The Alfa Romeo Carabo was one of the most influential concept cars ever created. Think Lamborghini Countach, for example! The Carabo was the ultimate in wedge-shaped styling. As diagonal lines go, the one from the tip of its nose - to the top of its roof - was about as dynamic as it gets. That was in sharp contrast to its cute stub of a tail. Not only did that look cool - aerodynamically, it was on the money, too. Concept car, or no, the Carabo had a top speed of 160mph ... or so it was claimed. It was, after all, kitted out with a 230bhp V8!
The Carabo 'concept' was packed with real world parts. Many of them had been honed at the track. Its chassis, for example, was spawned by Alfa Romeo's 'Tipo 33' race-car. That meant double-wishbone suspension, all round - and disc brakes. For a car that was never really intended to be driven - at least, not in anger - the Bertone Carabo was pretty high-spec!

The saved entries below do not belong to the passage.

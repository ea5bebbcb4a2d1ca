use crate::alphabet::{next_slot, CaseMode};
use crate::error::Error;
use crate::node::Node;
use crate::trie::TrieSet;

#[derive(Clone, Copy)]
enum State {
    Start,
    Recurse(Option<u8>),
    PopIndex(Option<u8>),
}

/// Lazy pre-order walk emitting member strings in ascending slot order,
/// which is lexicographic under the active alphabet. Holds a shared borrow
/// of the trie, so the walk can never observe (or cause) mutation.
pub struct Keys<'a> {
    mode: CaseMode,
    prefix: String,
    key: Vec<u8>,
    stack: Vec<(&'a Node, State)>,
}

impl<'a> Keys<'a> {
    fn new(mode: CaseMode, prefix: String, subtree: Option<&'a Node>) -> Self {
        Keys {
            mode,
            prefix,
            key: vec![],
            stack: subtree.map(|n| (n, State::Start)).into_iter().collect(),
        }
    }

    fn render(&self) -> String {
        let mut s = self.prefix.clone();
        s.extend(self.key.iter().map(|&ix| self.mode.char_at(ix)));
        s
    }
}

impl<'a> Iterator for Keys<'a> {
    type Item = String;

    fn next(&mut self) -> Option<String> {
        loop {
            let (node, state) = self.stack.last_mut()?;
            match *state {
                State::Start => {
                    *state = State::Recurse(Some(0));

                    if node.terminal {
                        return Some(self.render());
                    }
                }
                State::Recurse(Some(i)) => {
                    let next_ix = next_slot(i);
                    if let Some(child) = node.child(i) {
                        *state = State::PopIndex(next_ix);
                        self.key.push(i);
                        self.stack.push((child, State::Start));
                    } else {
                        *state = State::Recurse(next_ix);
                    }
                }
                State::PopIndex(next_ix) => {
                    self.key.pop();
                    *state = State::Recurse(next_ix);
                }
                State::Recurse(None) => {
                    self.stack.pop();
                }
            }
        }
    }
}

impl TrieSet {
    /// All members in lexicographic order. Restartable: every call starts a
    /// fresh, independent walk.
    pub fn iter(&self) -> Keys<'_> {
        Keys::new(self.mode, String::new(), Some(&self.root))
    }

    /// Members beginning with `prefix`, in the same order as [`iter`]. A
    /// prefix whose walk dies yields an empty sequence. The prefix on each
    /// produced string is re-rendered in the mode's canonical case, like
    /// every other enumerated character.
    ///
    /// [`iter`]: TrieSet::iter
    pub fn keys_with_prefix(&self, prefix: &str) -> Result<Keys<'_>, Error> {
        let ixs = self.encode(prefix)?;
        let mut cur = Some(&self.root);
        for &ix in &ixs {
            cur = cur.and_then(|node| node.child(ix));
        }
        let rendered = ixs.iter().map(|&ix| self.mode.char_at(ix)).collect();
        Ok(Keys::new(self.mode, rendered, cur))
    }
}
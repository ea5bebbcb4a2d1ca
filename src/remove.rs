// Every node except the root must either be terminal or have at least one
// child. Clearing a terminal flag can break that for the node itself, and
// unlinking a child can break it for an ancestor whose only child that was.
//
// Each level therefore re-checks its own child after the recursive call
// returns: if the removal left the child neither terminal nor branching, the
// child is unlinked and its subtree dropped. The same check runs at every
// level on the way back up, so a whole chain of newly dead ancestors unlinks
// one hop at a time.

use crate::node::Node;

impl Node {
    /// Remove `suffix` (as slot indices) from the subtree rooted here.
    /// Absent suffixes are a no-op. The caller prunes *this* node if the
    /// removal leaves it dead; the root never needs that, since it is never
    /// unlinked and its terminal flag is never set.
    pub(crate) fn remove(&mut self, suffix: &[u8]) {
        let (ix, rest) = match suffix.split_first() {
            Some((&ix, rest)) => (ix, rest),
            None => {
                self.terminal = false;
                return;
            }
        };
        let child = match self.child_mut(ix) {
            Some(child) => child,
            None => return,
        };
        child.remove(rest);
        if child.is_dead() {
            self.unlink_child(ix);
        }
    }
}
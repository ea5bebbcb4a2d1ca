use thiserror::Error;

/// Everything that can go wrong when talking to a [`TrieSet`](crate::TrieSet).
///
/// Absence is never an error: missing keys, empty query results and a failed
/// longest-prefix search are all ordinary return values.
#[derive(Error, Debug, Clone, Copy, PartialEq, Eq)]
pub enum Error {
    /// A character outside the alphabet accepted by the set's case mode.
    #[error("bad character: {0:?}")]
    BadCharacter(char),
    /// A raw mode value outside the three recognized encodings.
    #[error("unknown trie mode: {0}")]
    BadMode(u8),
}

Marcello Gandini was chief designer. The Carabo's 'scissor-doors' would become a supercar trademark. Not only were they amazing to look at - when fully flung up - they were an engineering tour de force. The car's finish was fittingly flamboyant. Metallic green paint was set off by orange highlights. Light-weight glass - made by Belgian firm VHR-Glaverbel - was copper-tinted. As was to be expected, the Carabo wowed the '68 Paris Motor Show. Nuccio Bertone - and his Turin-based studio - had delivered! Lamborghini lovers, especially, will be forever in his debt.